**DATA LISTING**
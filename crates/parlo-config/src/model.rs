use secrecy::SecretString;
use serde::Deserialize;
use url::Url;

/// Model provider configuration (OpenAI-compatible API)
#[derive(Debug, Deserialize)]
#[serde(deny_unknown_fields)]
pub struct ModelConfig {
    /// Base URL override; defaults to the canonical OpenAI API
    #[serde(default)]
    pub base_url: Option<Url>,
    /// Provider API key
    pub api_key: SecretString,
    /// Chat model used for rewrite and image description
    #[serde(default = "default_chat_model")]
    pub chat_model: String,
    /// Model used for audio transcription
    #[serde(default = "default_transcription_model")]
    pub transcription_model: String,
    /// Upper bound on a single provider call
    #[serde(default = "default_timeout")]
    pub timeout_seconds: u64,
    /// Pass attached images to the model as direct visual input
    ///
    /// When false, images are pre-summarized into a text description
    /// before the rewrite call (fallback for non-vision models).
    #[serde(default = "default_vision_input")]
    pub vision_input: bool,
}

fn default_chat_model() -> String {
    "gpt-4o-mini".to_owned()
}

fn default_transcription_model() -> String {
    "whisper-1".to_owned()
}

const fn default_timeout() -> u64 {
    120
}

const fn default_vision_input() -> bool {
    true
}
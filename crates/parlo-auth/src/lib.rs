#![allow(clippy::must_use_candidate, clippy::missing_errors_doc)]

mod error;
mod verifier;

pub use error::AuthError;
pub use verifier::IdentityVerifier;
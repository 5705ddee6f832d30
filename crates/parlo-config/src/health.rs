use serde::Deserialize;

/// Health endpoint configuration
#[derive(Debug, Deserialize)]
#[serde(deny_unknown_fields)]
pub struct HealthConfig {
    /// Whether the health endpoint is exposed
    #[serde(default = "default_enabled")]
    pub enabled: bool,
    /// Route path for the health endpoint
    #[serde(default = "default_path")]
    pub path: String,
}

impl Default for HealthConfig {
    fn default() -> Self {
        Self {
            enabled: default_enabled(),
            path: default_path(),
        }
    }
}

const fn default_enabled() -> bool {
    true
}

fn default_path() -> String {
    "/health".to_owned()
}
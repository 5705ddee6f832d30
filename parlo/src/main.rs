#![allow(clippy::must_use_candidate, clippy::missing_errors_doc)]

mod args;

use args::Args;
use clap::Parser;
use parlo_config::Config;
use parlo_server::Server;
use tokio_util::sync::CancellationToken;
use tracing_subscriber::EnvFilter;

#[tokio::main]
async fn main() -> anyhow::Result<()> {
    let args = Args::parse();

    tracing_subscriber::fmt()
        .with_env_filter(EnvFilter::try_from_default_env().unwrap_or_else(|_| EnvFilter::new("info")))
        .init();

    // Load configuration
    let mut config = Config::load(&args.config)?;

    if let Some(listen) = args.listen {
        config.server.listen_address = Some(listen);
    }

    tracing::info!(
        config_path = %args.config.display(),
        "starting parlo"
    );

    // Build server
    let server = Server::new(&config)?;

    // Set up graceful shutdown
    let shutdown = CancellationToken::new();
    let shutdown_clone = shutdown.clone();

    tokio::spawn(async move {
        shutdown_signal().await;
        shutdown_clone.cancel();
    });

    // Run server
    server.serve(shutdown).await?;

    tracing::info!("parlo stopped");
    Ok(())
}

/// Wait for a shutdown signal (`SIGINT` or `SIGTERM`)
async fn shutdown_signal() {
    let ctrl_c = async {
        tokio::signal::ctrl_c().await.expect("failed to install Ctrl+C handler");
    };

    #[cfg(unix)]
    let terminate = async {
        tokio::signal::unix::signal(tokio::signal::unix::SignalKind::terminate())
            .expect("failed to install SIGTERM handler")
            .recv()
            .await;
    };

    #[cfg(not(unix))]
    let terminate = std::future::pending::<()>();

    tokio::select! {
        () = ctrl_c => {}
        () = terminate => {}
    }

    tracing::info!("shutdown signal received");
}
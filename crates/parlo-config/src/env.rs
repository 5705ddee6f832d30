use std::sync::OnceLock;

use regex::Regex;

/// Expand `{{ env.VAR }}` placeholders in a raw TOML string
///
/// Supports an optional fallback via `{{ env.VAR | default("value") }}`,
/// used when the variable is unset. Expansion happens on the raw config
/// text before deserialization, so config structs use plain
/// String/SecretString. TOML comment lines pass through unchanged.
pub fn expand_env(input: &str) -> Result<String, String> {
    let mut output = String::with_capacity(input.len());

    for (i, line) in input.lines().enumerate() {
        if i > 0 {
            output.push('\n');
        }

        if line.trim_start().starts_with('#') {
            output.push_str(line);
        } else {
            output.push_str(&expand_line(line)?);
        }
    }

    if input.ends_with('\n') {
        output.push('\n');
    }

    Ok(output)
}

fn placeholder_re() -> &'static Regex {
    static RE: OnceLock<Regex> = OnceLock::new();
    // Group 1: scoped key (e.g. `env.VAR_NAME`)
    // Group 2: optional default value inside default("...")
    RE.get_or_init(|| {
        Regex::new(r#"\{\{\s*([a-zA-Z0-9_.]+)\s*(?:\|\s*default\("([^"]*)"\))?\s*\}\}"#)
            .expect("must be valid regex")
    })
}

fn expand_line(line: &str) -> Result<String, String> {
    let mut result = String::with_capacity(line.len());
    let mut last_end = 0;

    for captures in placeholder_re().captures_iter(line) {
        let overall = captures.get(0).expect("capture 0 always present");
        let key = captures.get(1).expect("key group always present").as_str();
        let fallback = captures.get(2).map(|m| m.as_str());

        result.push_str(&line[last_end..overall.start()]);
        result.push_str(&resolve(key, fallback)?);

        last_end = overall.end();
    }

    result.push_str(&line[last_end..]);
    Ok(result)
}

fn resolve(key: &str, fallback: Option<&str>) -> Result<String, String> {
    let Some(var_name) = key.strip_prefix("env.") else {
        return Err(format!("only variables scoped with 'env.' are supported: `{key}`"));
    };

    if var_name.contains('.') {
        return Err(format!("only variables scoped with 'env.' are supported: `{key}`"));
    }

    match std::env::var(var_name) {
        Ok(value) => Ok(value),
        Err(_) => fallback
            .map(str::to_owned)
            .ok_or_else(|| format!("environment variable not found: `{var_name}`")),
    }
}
---
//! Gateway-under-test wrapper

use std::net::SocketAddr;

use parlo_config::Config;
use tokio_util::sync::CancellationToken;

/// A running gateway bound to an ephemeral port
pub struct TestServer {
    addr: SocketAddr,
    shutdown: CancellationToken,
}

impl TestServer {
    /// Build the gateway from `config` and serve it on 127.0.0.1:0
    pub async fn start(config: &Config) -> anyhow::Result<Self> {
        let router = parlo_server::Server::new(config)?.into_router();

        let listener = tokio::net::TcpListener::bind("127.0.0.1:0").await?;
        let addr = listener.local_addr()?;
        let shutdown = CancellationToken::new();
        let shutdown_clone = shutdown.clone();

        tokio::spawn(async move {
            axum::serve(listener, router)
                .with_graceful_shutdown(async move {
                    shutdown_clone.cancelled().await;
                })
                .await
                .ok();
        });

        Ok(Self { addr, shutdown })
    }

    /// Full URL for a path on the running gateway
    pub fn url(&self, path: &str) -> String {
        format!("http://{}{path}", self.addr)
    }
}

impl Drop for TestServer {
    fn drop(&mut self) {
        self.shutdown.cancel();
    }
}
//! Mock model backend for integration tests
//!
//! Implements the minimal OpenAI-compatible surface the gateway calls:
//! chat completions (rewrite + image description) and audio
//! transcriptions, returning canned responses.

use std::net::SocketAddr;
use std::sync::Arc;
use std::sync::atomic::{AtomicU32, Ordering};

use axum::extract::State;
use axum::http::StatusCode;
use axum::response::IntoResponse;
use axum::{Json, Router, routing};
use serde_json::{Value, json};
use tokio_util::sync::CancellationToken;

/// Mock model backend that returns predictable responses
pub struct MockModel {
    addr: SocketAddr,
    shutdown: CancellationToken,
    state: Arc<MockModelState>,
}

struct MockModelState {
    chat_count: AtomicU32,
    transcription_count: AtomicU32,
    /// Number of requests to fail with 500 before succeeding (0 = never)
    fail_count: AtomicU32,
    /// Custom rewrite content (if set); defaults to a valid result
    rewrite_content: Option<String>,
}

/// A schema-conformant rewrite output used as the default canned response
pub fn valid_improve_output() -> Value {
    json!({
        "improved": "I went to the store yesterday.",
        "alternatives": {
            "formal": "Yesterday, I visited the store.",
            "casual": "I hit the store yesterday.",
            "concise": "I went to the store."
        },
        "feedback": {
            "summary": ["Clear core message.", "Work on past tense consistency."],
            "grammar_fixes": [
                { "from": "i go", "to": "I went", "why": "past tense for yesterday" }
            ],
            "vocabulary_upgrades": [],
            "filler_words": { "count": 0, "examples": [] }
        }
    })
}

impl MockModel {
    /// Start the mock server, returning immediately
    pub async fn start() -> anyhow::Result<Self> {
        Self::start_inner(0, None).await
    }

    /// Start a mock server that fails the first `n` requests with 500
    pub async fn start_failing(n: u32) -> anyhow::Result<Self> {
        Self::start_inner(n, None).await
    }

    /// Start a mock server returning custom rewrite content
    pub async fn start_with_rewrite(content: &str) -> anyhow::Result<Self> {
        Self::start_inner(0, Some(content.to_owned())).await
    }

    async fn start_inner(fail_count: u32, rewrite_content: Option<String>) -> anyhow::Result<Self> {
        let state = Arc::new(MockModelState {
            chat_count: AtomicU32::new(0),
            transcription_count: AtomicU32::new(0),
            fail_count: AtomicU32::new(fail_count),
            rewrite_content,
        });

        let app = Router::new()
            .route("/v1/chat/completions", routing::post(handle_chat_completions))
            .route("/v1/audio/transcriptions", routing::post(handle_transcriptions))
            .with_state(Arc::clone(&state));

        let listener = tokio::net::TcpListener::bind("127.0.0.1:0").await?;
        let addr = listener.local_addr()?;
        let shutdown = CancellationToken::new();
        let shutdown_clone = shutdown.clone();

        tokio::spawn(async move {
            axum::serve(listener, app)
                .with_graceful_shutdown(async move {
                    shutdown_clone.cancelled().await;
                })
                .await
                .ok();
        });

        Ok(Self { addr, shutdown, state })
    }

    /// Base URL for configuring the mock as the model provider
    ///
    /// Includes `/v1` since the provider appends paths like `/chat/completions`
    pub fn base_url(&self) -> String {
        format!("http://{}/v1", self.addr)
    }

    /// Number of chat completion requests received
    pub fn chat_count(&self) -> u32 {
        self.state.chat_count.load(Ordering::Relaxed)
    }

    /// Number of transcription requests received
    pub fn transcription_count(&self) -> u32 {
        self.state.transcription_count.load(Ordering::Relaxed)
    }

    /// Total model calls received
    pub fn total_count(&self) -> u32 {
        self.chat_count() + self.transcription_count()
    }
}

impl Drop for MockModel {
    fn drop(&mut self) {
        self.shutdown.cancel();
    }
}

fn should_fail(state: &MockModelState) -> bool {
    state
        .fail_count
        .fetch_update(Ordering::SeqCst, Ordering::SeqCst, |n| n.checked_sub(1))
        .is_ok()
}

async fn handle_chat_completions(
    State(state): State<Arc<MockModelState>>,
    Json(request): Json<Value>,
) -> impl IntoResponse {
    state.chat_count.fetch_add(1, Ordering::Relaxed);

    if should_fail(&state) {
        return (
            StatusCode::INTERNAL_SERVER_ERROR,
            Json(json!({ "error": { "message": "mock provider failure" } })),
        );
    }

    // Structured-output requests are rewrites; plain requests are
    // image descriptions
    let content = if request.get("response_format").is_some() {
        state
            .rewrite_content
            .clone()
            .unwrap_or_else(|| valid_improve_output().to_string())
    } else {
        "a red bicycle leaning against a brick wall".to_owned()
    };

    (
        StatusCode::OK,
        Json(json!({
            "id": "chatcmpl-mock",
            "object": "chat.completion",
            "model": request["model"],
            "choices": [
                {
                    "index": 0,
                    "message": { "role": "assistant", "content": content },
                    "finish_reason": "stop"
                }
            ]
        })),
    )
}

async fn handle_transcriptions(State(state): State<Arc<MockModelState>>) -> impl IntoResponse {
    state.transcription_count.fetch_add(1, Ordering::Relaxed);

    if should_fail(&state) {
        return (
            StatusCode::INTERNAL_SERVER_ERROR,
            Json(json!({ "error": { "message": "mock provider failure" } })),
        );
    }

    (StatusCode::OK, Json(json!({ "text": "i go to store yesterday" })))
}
* * *
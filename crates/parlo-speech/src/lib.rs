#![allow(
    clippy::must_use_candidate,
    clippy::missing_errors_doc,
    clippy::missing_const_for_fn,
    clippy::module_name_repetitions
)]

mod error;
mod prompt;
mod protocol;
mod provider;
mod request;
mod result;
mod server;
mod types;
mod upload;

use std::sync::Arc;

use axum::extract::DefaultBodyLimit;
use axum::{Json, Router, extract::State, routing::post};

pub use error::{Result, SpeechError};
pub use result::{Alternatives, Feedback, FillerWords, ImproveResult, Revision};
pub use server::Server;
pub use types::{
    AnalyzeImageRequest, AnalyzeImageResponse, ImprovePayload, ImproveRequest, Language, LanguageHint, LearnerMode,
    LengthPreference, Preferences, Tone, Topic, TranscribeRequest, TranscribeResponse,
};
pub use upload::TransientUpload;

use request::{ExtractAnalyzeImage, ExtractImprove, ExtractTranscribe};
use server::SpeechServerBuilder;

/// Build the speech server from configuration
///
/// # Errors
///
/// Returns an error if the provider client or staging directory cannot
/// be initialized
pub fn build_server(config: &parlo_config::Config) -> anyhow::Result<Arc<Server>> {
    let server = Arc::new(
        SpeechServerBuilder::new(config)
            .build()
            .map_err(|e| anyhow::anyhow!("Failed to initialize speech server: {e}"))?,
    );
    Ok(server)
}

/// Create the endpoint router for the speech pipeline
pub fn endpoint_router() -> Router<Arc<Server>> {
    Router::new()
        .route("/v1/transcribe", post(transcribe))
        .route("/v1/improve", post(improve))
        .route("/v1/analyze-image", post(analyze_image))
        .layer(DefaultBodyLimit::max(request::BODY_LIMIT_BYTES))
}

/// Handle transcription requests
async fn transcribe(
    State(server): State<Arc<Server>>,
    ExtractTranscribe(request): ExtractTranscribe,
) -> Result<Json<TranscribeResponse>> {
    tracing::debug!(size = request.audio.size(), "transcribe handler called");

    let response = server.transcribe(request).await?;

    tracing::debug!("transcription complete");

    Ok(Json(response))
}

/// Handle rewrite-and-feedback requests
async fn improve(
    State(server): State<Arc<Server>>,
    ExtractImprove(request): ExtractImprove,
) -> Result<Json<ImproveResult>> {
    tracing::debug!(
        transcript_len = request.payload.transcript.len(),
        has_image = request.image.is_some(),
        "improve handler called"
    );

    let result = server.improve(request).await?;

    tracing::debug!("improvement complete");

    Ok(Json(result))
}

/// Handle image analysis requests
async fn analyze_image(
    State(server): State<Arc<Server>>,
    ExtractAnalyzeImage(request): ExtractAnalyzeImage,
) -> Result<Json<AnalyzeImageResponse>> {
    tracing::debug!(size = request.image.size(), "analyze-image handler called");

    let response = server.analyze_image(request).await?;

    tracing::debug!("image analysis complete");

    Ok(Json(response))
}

**WHAT NEEDS TO BE DONE**
Copy out each line of the material in which the word "ImproveResult" turns up.

**EXERCISE RESPONSE**
pub use result::{Alternatives, Feedback, FillerWords, ImproveResult, Revision};
) -> Result<Json<ImproveResult>> {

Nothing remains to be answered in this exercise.